[[ Provided data, beginning ]]

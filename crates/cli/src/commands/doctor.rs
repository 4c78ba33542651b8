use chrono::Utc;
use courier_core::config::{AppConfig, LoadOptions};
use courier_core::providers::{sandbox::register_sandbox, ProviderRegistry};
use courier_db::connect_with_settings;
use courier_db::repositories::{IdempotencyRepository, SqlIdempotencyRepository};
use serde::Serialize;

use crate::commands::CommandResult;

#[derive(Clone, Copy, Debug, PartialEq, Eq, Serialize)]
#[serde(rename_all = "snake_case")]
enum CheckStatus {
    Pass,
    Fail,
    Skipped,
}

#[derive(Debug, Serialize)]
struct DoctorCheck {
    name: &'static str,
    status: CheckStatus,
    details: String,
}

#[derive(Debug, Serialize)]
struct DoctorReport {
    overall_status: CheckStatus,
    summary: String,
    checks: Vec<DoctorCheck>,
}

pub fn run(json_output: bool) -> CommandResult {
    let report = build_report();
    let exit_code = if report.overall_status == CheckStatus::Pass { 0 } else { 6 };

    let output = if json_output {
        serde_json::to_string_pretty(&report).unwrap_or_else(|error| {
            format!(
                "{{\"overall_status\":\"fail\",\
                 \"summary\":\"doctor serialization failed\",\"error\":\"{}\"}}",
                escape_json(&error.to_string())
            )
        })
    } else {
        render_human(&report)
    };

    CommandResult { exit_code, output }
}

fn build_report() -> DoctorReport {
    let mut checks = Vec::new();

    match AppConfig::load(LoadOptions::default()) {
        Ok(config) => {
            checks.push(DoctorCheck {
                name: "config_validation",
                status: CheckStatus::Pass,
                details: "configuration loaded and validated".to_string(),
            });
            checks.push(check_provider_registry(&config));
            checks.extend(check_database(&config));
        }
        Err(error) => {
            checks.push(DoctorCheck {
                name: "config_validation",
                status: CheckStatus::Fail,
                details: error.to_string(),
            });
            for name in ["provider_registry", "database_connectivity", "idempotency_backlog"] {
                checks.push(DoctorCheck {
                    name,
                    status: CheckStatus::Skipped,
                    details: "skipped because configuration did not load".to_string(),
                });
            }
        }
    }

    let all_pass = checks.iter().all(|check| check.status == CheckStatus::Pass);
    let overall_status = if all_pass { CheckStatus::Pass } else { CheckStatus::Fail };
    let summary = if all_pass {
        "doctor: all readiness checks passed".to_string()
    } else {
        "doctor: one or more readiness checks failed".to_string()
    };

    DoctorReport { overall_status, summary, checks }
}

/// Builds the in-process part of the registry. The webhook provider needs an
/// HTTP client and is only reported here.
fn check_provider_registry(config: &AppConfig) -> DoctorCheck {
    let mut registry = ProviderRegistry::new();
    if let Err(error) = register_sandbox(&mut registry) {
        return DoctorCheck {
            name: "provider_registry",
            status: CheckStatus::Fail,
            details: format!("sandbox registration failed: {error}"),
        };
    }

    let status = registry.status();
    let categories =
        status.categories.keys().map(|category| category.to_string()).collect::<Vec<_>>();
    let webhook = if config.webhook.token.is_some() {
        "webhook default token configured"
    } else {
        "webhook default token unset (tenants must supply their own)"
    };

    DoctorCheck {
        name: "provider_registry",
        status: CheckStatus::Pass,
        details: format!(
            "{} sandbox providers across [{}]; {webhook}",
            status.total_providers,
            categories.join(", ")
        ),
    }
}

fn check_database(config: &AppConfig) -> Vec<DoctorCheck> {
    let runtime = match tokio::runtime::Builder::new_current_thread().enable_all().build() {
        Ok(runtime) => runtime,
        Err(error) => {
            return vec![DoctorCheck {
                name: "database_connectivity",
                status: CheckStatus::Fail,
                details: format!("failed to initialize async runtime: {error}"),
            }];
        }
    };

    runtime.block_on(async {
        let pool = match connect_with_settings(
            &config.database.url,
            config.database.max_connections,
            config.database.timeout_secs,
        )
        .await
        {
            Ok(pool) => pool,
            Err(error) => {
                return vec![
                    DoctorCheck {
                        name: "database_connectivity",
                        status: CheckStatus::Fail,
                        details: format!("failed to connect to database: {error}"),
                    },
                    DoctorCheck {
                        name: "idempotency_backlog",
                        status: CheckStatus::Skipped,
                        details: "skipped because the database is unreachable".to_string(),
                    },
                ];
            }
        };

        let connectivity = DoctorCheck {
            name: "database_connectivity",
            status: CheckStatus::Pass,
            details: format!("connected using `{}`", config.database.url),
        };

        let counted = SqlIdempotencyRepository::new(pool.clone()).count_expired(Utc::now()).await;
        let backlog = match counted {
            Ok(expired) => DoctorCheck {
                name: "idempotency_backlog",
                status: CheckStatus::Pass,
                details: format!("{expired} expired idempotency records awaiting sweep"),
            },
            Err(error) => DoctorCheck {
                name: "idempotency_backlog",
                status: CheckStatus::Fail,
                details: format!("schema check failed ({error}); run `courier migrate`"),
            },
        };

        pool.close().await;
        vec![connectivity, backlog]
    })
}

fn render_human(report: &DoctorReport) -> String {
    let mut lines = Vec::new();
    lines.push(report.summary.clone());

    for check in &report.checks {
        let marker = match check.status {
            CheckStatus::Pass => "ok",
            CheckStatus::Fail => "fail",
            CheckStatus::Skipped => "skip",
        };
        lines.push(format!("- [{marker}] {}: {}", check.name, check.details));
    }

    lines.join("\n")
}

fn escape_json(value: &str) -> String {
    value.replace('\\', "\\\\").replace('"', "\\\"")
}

[[ Provided data, end ]]
[[ Provided data, beginning ]]

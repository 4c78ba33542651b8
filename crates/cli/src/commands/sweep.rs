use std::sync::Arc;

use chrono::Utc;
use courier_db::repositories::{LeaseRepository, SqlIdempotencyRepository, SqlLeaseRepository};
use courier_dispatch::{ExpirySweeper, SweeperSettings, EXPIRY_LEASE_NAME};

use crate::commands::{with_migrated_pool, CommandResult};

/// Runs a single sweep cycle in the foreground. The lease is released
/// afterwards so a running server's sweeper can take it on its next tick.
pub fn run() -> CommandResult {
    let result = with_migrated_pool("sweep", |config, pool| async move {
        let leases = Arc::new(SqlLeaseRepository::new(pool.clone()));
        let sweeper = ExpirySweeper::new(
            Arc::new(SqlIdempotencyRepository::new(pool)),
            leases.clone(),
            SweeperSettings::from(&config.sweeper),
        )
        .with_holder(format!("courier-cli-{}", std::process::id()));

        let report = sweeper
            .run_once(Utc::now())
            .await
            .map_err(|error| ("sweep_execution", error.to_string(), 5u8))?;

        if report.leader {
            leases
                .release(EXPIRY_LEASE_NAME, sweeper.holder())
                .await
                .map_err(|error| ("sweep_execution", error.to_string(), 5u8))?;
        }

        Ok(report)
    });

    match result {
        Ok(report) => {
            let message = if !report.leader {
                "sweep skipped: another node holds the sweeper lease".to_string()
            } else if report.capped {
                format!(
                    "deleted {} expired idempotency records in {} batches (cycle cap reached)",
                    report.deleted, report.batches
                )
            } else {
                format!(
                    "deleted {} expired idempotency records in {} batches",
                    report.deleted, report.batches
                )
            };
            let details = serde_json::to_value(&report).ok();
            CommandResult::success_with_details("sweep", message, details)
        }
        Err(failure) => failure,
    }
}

[[ Provided data, end ]]

Copy here each line of the preceding records with "struct" in it.

struct DoctorCheck {
struct DoctorReport {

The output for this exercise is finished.